One national security council official, speaking on condition of anonymity, told the Washington Times: "The United States will support the Afghan government and all parties ready to make peace."
"Our Afghan allies believe that a workable peace process that ends decades of war must include all elements of the Taliban, including the Haqqani Network, willing to accept peace. This war in Afghanistan must be settled among Afghans," the official said on Sunday.
This comes just days after Afghanistan’s National Security Advisor to the president Mohammad Hanif Atmar told the Washington Times government should negotiate with anyone who is reconcilable, including Haqqani network.
"We should negotiate with anyone who is reconcilable," including elements of the Haqqani Network, Atmar, told The Times on Thursday at the Afghan Embassy in Washington.

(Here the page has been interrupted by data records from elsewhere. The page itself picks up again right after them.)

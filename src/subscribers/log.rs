//! # Logging subscriber.
//!
//! [`LogWriter`] renders every runtime event through `tracing`, one line
//! per event, so the supervisor's lifecycle is visible without any custom
//! subscriber.
//!
//! ## Output format
//! ```text
//! INFO  spawned worker=web:0 pid=4242
//! INFO  running worker=web:0 pid=4242
//! WARN  exited worker=web:0 pid=4242 exit=signal SIGKILL
//! INFO  backoff worker=bad:0 delay=1s attempt=1
//! ERROR fatal worker=bad:0 attempts=2
//! ```

use async_trait::async_trait;
use tracing::{error, info, warn};

use crate::events::{Event, EventKind};

use super::Subscribe;

/// Renders runtime events as `tracing` records.
pub struct LogWriter;

#[async_trait]
impl Subscribe for LogWriter {
    async fn on_event(&self, event: &Event) {
        let worker = event.worker_label();
        match event.kind {
            EventKind::WorkerSpawned => {
                info!(%worker, pid = event.pid, "spawned");
            }
            EventKind::WorkerRunning => {
                info!(%worker, pid = event.pid, "running");
            }
            EventKind::WorkerExited => {
                let exit = event.exit.map(|e| e.to_string()).unwrap_or_default();
                info!(%worker, pid = event.pid, %exit, "exited");
            }
            EventKind::SpawnFailed => {
                warn!(
                    %worker,
                    label = event.reason.as_deref(),
                    error = event.error.as_deref(),
                    "spawn failed"
                );
            }
            EventKind::BackoffScheduled => {
                info!(%worker, delay = ?event.delay, attempt = event.attempt, "backoff");
            }
            EventKind::WorkerFatal => {
                error!(%worker, attempts = event.attempt, "fatal: start retries exhausted");
            }
            EventKind::StopRequested => {
                info!(%worker, pid = event.pid, "stop requested");
            }
            EventKind::StopEscalated => {
                warn!(%worker, pid = event.pid, "stop deadline passed, sending SIGKILL");
            }
            EventKind::WorkerRemoved => {
                info!(%worker, "removed");
            }
            EventKind::ConfigReloaded => {
                info!(result = event.reason.as_deref(), "configuration reloaded");
            }
            EventKind::ShutdownRequested => {
                info!("shutdown requested");
            }
            EventKind::ShutdownEscalated => {
                warn!("shutdown escalated: killing remaining workers");
            }
            EventKind::ShutdownComplete => {
                info!("all workers stopped");
            }
            EventKind::SubscriberOverflow | EventKind::SubscriberPanicked => {
                warn!(
                    reason = event.reason.as_deref(),
                    error = event.error.as_deref(),
                    "subscriber trouble"
                );
            }
        }
    }

    fn name(&self) -> &'static str {
        "log"
    }
}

"We will not talk with anyone who is not reconcilable," he said.
This comes after President Ashraf Ghani’s peace offer to the Taliban and other insurgent groups made at the Kabul Process meeting at the end of January.
However, the Taliban has still not responded to the offer.

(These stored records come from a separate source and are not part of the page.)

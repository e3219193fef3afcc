//! # Supervisor: owns every worker record and serializes every event.
//!
//! The [`Supervisor`] is one cooperative task. Exit events, deadline
//! expirations, OS signals and control commands all funnel into a single
//! `select!`, so worker state is only ever mutated from one place.
//!
//! ## Architecture
//! ```text
//! Config ──► Supervisor::run()
//!               │
//!               ├──► process::spawn_reaper()     SIGCHLD → ExitEvent queue
//!               ├──► subscriber_listener()       Bus → SubscriberSet
//!               ├──► initial load                create workers, autostart
//!               │
//!               └──► loop {
//!                      ├─► drained? → finish shutdown, exit
//!                      ├─► scan workers for the earliest deadline
//!                      └─► select! (biased):
//!                            1. exit events        (reaper queue)
//!                            2. deadline firing    (sleep_until)
//!                            3. SIGINT / SIGTERM   (shutdown, escalate)
//!                            4. SIGHUP             (reload)
//!                            5. commands           (REPL handle)
//!                    }
//! ```
//!
//! ## Rules
//! - The `biased` order is the priority contract: a dead child is observed
//!   before any timer or command that arrived in the same iteration.
//! - Commands are answered through their oneshot; `exit` answers only once
//!   every worker is terminal.
//! - Reload is atomic: the new file is parsed and validated completely
//!   before any worker record changes; on error the old set stays.
//! - The bus is observe-only; dropping every subscriber changes nothing.

use std::collections::BTreeMap;
use std::path::PathBuf;
use std::sync::Arc;
use std::time::Duration;

use nix::errno::Errno;
use nix::sys::signal::{killpg, Signal};
use nix::unistd::Pid;
use tokio::sync::{mpsc, oneshot};
use tokio::time::{sleep_until, Instant};
use tokio_util::sync::CancellationToken;
use tracing::{info, warn};

use crate::config::{Config, ProgramSpec};
use crate::control::{Command, Target, USAGE};
use crate::error::RuntimeError;
use crate::events::{Bus, Event, EventKind};
use crate::policies::BackoffPolicy;
use crate::process::{self, ExitEvent};
use crate::subscribers::{Subscribe, SubscriberSet};

use super::reconcile::{self, ReconcilePlan};
use super::shutdown;
use super::worker::{DeadlineOutcome, ExitContext, ExitOutcome, StopAction, Worker, WorkerKey};

/// Ring capacity of the observability bus.
const BUS_CAPACITY: usize = 1024;
/// Depth of the command queue between the control plane and the loop.
const COMMAND_QUEUE: usize = 16;
/// Stop parameters applied when a worker's program is already gone.
const ORPHAN_STOP: (Signal, Duration) = (Signal::SIGTERM, Duration::from_secs(10));

type CommandEnvelope = (Command, oneshot::Sender<String>);

/// Handle for posting commands into the supervisor loop.
#[derive(Clone)]
pub struct SupervisorHandle {
    tx: mpsc::Sender<CommandEnvelope>,
    cancel: CancellationToken,
}

impl SupervisorHandle {
    /// Posts a command and awaits its textual reply.
    ///
    /// Returns `None` when the supervisor has already exited.
    pub async fn command(&self, command: Command) -> Option<String> {
        let (reply_tx, reply_rx) = oneshot::channel();
        self.tx.send((command, reply_tx)).await.ok()?;
        reply_rx.await.ok()
    }

    /// Completes once the supervisor has fully shut down.
    pub async fn cancelled(&self) {
        self.cancel.cancelled().await
    }

    /// True once the supervisor has fully shut down.
    pub fn is_cancelled(&self) -> bool {
        self.cancel.is_cancelled()
    }
}

/// Orchestrates worker processes, timers, reload and shutdown.
pub struct Supervisor {
    config_path: PathBuf,
    programs: BTreeMap<String, ProgramSpec>,
    workers: BTreeMap<WorkerKey, Worker>,
    backoff: BackoffPolicy,
    bus: Bus,
    subs: Arc<SubscriberSet>,
    cmd_tx: mpsc::Sender<CommandEnvelope>,
    cmd_rx: Option<mpsc::Receiver<CommandEnvelope>>,
    cancel: CancellationToken,
    draining: bool,
    shutdown_reply: Option<oneshot::Sender<String>>,
}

Calls meanwhile for the group to join the peace process have been growing – from within Afghanistan and the international community.
On Sunday, Pierre Mayaudon, the European Union (EU) Head of Delegation to Afghanistan called on the Taliban to take advantage of the peace opportunity and enter into dialogue with the Afghan government.

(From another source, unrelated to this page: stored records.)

//! # Worker: one replica of one program, and its lifecycle state machine.
//!
//! A [`Worker`] owns everything the supervisor knows about a single
//! replica: state, pid, deadlines, the start-attempt counter, and the two
//! engine flags (`pending_start` for restart sequencing, `retiring` for
//! record removal).
//!
//! ## States
//! ```text
//!                 start                 startup deadline
//!   STOPPED ───────────────► STARTING ─────────────────► RUNNING
//!   EXITED  ──┘                 │  ▲                        │
//!   FATAL   ──┘    early exit / │  │ backoff deadline       │ exit
//!                  spawn error  ▼  │                        ▼
//!                            BACKOFF ─── attempts ≥     EXITED or STARTING
//!                               │        retries ──► FATAL   (restart policy)
//!                          stop │
//!                               ▼        stop               stop deadline
//!                            STOPPED ◄── STOPPING ◄─ ... ──► (SIGKILL, stay
//!                               ▲           │ exit            STOPPING)
//!                               └───────────┘
//! ```
//!
//! ## Rules
//! - Transitions mutate the record and report what the supervisor must do
//!   (spawn, signal the group, kill the group); the machine itself never
//!   touches a process, which keeps the whole table unit-testable.
//! - `pid` is set iff state ∈ {STARTING, RUNNING, STOPPING}.
//! - At most one deadline is armed per worker; arming replaces the
//!   previous one. STARTING carries the startup deadline, STOPPING the
//!   stop deadline, BACKOFF the retry deadline; no other state has one.
//! - `start_attempts` resets on STARTING→RUNNING and on a commanded start;
//!   restarts after a RUNNING exit do not increment it.
//! - UNKNOWN covers the window where a stop signal bounced with ESRCH but
//!   the exit event has not been collected yet.

use std::time::Duration;

use nix::sys::signal::Signal;
use tokio::time::Instant;

use crate::config::ProgramSpec;
use crate::policies::BackoffPolicy;
use crate::process::ExitStatus;

/// Identity of a worker: program name and replica index.
pub type WorkerKey = (String, usize);

/// Lifecycle state of one worker.
#[derive(Debug, Clone, Copy, PartialEq, Eq)]
pub enum WorkerState {
    /// Not running; will only move on a commanded start.
    Stopped,
    /// Spawned, inside the startup grace window.
    Starting,
    /// Survived the grace window.
    Running,
    /// Waiting out the delay before the next start attempt.
    Backoff,
    /// Stop signal sent, waiting for the exit (or the SIGKILL deadline).
    Stopping,
    /// Exited from RUNNING and the policy chose not to restart.
    Exited,
    /// Start retries exhausted; will only move on a commanded start.
    Fatal,
    /// Signal delivery failed with ESRCH; waiting for the reaper.
    Unknown,
}

impl WorkerState {
    /// True for states a worker only leaves through a command.
    pub fn is_terminal(self) -> bool {
        matches!(
            self,
            WorkerState::Stopped | WorkerState::Exited | WorkerState::Fatal
        )
    }

    /// Uppercase name for status output.
    pub fn as_str(self) -> &'static str {
        match self {
            WorkerState::Stopped => "STOPPED",
            WorkerState::Starting => "STARTING",
            WorkerState::Running => "RUNNING",
            WorkerState::Backoff => "BACKOFF",
            WorkerState::Stopping => "STOPPING",
            WorkerState::Exited => "EXITED",
            WorkerState::Fatal => "FATAL",
            WorkerState::Unknown => "UNKNOWN",
        }
    }
}

/// What an armed deadline means when it fires.
#[derive(Debug, Clone, Copy, PartialEq, Eq)]
pub enum TimerPurpose {
    /// STARTING: the startup grace window ends.
    Startup,
    /// STOPPING: the graceful-stop window ends.
    Stop,
    /// BACKOFF: the retry delay ends.
    Backoff,
}

/// A worker's single armed deadline.
#[derive(Debug, Clone, Copy)]
pub struct Deadline {
    /// When the deadline fires.
    pub at: Instant,
    /// What firing means.
    pub purpose: TimerPurpose,
}

/// What the supervisor must do after a `stop` transition.
#[derive(Debug, Clone, Copy, PartialEq, Eq)]
pub enum StopAction {
    /// Send this signal to the worker's process group.
    Signal(Signal),
    /// Nothing to deliver (BACKOFF cancelled, already stopping, UNKNOWN).
    Noop,
}

/// What the supervisor must do after an exit event.
#[derive(Debug, Clone, Copy, PartialEq, Eq)]
pub enum ExitOutcome {
    /// Reached STOPPED; `restart` is true when a pending restart should
    /// spawn again now.
    Stopped { restart: bool },
    /// A start attempt failed inside the grace window. `delay` is the
    /// armed backoff, `None` when the worker went FATAL instead.
    StartFailed { delay: Option<Duration>, attempts: u32 },
    /// Exited from RUNNING; `restart` says whether policy respawns it.
    Finished { restart: bool },
    /// Exit observed in a state that holds no pid; logged and dropped.
    Ignored,
}

/// What the supervisor must do after a deadline fires.
#[derive(Debug, Clone, Copy, PartialEq, Eq)]
pub enum DeadlineOutcome {
    /// STARTING survived the grace window and is now RUNNING.
    BecameRunning,
    /// BACKOFF elapsed; attempt another spawn.
    RetrySpawn,
    /// STOPPING outlived `stoptime`; SIGKILL the group.
    EscalateKill,
    /// The deadline no longer matches the state; drop it.
    Stale,
}

/// Context an exit event is interpreted in.
pub struct ExitContext<'a> {
    /// Specification of the owning program; `None` once it was removed.
    pub spec: Option<&'a ProgramSpec>,
    /// Engine backoff policy for failed starts.
    pub backoff: &'a BackoffPolicy,
    /// False while draining for shutdown or when the worker is retiring:
    /// no exit may schedule another spawn.
    pub restarts_allowed: bool,
}

/// One replica of one program.
#[derive(Debug)]
pub struct Worker {
    pub(crate) program: String,
    pub(crate) replica: usize,
    pub(crate) state: WorkerState,
    pub(crate) pid: Option<i32>,
    pub(crate) spawned_at: Option<Instant>,
    pub(crate) state_since: Instant,
    pub(crate) deadline: Option<Deadline>,
    pub(crate) start_attempts: u32,
    pub(crate) last_exit: Option<ExitStatus>,
    pub(crate) pending_start: bool,
    pub(crate) retiring: bool,
    prev_delay: Option<Duration>,
}

impl Worker {
    /// Creates a new record in STOPPED.
    pub fn new(program: &str, replica: usize, now: Instant) -> Self {
        Self {
            program: program.to_string(),
            replica,
            state: WorkerState::Stopped,
            pid: None,
            spawned_at: None,
            state_since: now,
            deadline: None,
            start_attempts: 0,
            last_exit: None,
            pending_start: false,
            retiring: false,
            prev_delay: None,
        }
    }

    fn set_state(&mut self, state: WorkerState, now: Instant) {
        self.state = state;
        self.state_since = now;
    }

    /// Commanded start (REPL, autostart, reconciler). On `Ok` the caller
    /// must attempt a spawn and feed the result back via
    /// [`Worker::on_spawned`] or [`Worker::on_spawn_failed`].
    pub fn start(&mut self) -> Result<(), &'static str> {
        match self.state {
            WorkerState::Stopped | WorkerState::Exited | WorkerState::Fatal => {
                // A fresh user intent restores the full retry budget.
                self.start_attempts = 0;
                self.prev_delay = None;
                self.pending_start = false;
                Ok(())
            }
            _ => Err("already active"),
        }
    }

    /// Commanded or internal stop.
    pub fn stop(
        &mut self,
        signal: Signal,
        stoptime: Duration,
        now: Instant,
    ) -> Result<StopAction, &'static str> {
        match self.state {
            WorkerState::Starting | WorkerState::Running => {
                self.set_state(WorkerState::Stopping, now);
                self.deadline = Some(Deadline {
                    at: now + stoptime,
                    purpose: TimerPurpose::Stop,
                });
                Ok(StopAction::Signal(signal))
            }
            WorkerState::Backoff => {
                self.deadline = None;
                self.prev_delay = None;
                self.set_state(WorkerState::Stopped, now);
                Ok(StopAction::Noop)
            }
            WorkerState::Stopping | WorkerState::Unknown => Ok(StopAction::Noop),
            WorkerState::Stopped | WorkerState::Exited | WorkerState::Fatal => Err("not running"),
        }
    }

    /// A spawn attempt produced a live child.
    pub fn on_spawned(&mut self, pid: i32, starttime: Duration, now: Instant) {
        self.pid = Some(pid);
        self.spawned_at = Some(now);
        self.last_exit = None;
        self.set_state(WorkerState::Starting, now);
        // starttime = 0 arms an already-due deadline: RUNNING on the next
        // loop tick unless an exit event is queued ahead of it.
        self.deadline = Some(Deadline {
            at: now + starttime,
            purpose: TimerPurpose::Startup,
        });
    }

    /// A spawn attempt failed before a child existed.
    ///
    /// Returns the armed backoff delay, or `None` when the retry budget is
    /// exhausted and the worker went FATAL.
    pub fn on_spawn_failed(
        &mut self,
        startretries: u32,
        backoff: &BackoffPolicy,
        now: Instant,
    ) -> Option<Duration> {
        self.fail_start(startretries, backoff, now)
    }

    fn fail_start(
        &mut self,
        startretries: u32,
        backoff: &BackoffPolicy,
        now: Instant,
    ) -> Option<Duration> {
        self.pid = None;
        self.spawned_at = None;
        self.deadline = None;
        self.start_attempts += 1;
        if self.start_attempts >= startretries {
            self.prev_delay = None;
            self.set_state(WorkerState::Fatal, now);
            None
        } else {
            let delay = backoff.next(self.prev_delay);
            self.prev_delay = Some(delay);
            self.set_state(WorkerState::Backoff, now);
            self.deadline = Some(Deadline {
                at: now + delay,
                purpose: TimerPurpose::Backoff,
            });
            Some(delay)
        }
    }

    /// The reaper collected this worker's child.
    pub fn on_exit(&mut self, status: ExitStatus, ctx: &ExitContext<'_>, now: Instant) -> ExitOutcome {
        match self.state {
            WorkerState::Stopping | WorkerState::Unknown => {
                self.pid = None;
                self.spawned_at = None;
                self.deadline = None;
                self.last_exit = Some(status);
                self.set_state(WorkerState::Stopped, now);
                let restart = self.pending_start && ctx.restarts_allowed;
                self.pending_start = false;
                ExitOutcome::Stopped { restart }
            }
            WorkerState::Starting => {
                self.last_exit = Some(status);
                if !ctx.restarts_allowed {
                    self.pid = None;
                    self.spawned_at = None;
                    self.deadline = None;
                    self.set_state(WorkerState::Stopped, now);
                    return ExitOutcome::Stopped { restart: false };
                }
                let retries = ctx.spec.map(|s| s.startretries).unwrap_or(0);
                let delay = self.fail_start(retries, ctx.backoff, now);
                ExitOutcome::StartFailed {
                    delay,
                    attempts: self.start_attempts,
                }
            }
            WorkerState::Running => {
                self.pid = None;
                self.spawned_at = None;
                self.deadline = None;
                self.last_exit = Some(status);
                self.set_state(WorkerState::Exited, now);
                let restart = ctx.restarts_allowed
                    && ctx
                        .spec
                        .map(|s| s.autorestart.should_restart(status, &s.exitcodes))
                        .unwrap_or(false);
                ExitOutcome::Finished { restart }
            }
            _ => ExitOutcome::Ignored,
        }
    }

    /// The worker's armed deadline fired.
    pub fn on_deadline(&mut self, now: Instant) -> DeadlineOutcome {
        let Some(deadline) = self.deadline.take() else {
            return DeadlineOutcome::Stale;
        };
        match (deadline.purpose, self.state) {
            (TimerPurpose::Startup, WorkerState::Starting) => {
                self.start_attempts = 0;
                self.prev_delay = None;
                self.set_state(WorkerState::Running, now);
                DeadlineOutcome::BecameRunning
            }
            (TimerPurpose::Backoff, WorkerState::Backoff) => DeadlineOutcome::RetrySpawn,
            (TimerPurpose::Stop, WorkerState::Stopping) => DeadlineOutcome::EscalateKill,
            _ => DeadlineOutcome::Stale,
        }
    }

    /// The stop signal bounced with ESRCH: the process vanished before the
    /// exit event was collected.
    pub fn note_signal_lost(&mut self, now: Instant) {
        self.deadline = None;
        self.set_state(WorkerState::Unknown, now);
    }

    /// Seconds of uptime (live states) or time-in-state (otherwise).
    pub fn age_seconds(&self, now: Instant) -> u64 {
        let since = self.spawned_at.unwrap_or(self.state_since);
        now.saturating_duration_since(since).as_secs()
    }
}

His call came on the eve of the Uzbekistan-Afghanistan peace meeting in Tashkent.
The first such move by Tashkent since 1999, the two-day meeting will bring together regional leaders and representatives from the wider international community where they will discuss the current situation in Afghanistan and the broader fight against terrorism.
High-ranking officials are expected to attend the Tashkent meeting including UN General Secretary Antonio Guterres and the UN Special Envoy to Afghanistan Tadamichi Yamamoto, High Representative of the European Union for Foreign Affairs and Security Policy Federica Mogherini, as well as the foreign ministers of China, Russia, the United States, the United Kingdom, Germany, Italy, France, Turkey, India, Iran, Pakistan, Kazakhstan, Kyrgyzstan, Tajikistan, Turkmenistan, Saudi Arabia and the United Arab Emirates, uzdaily.com reported.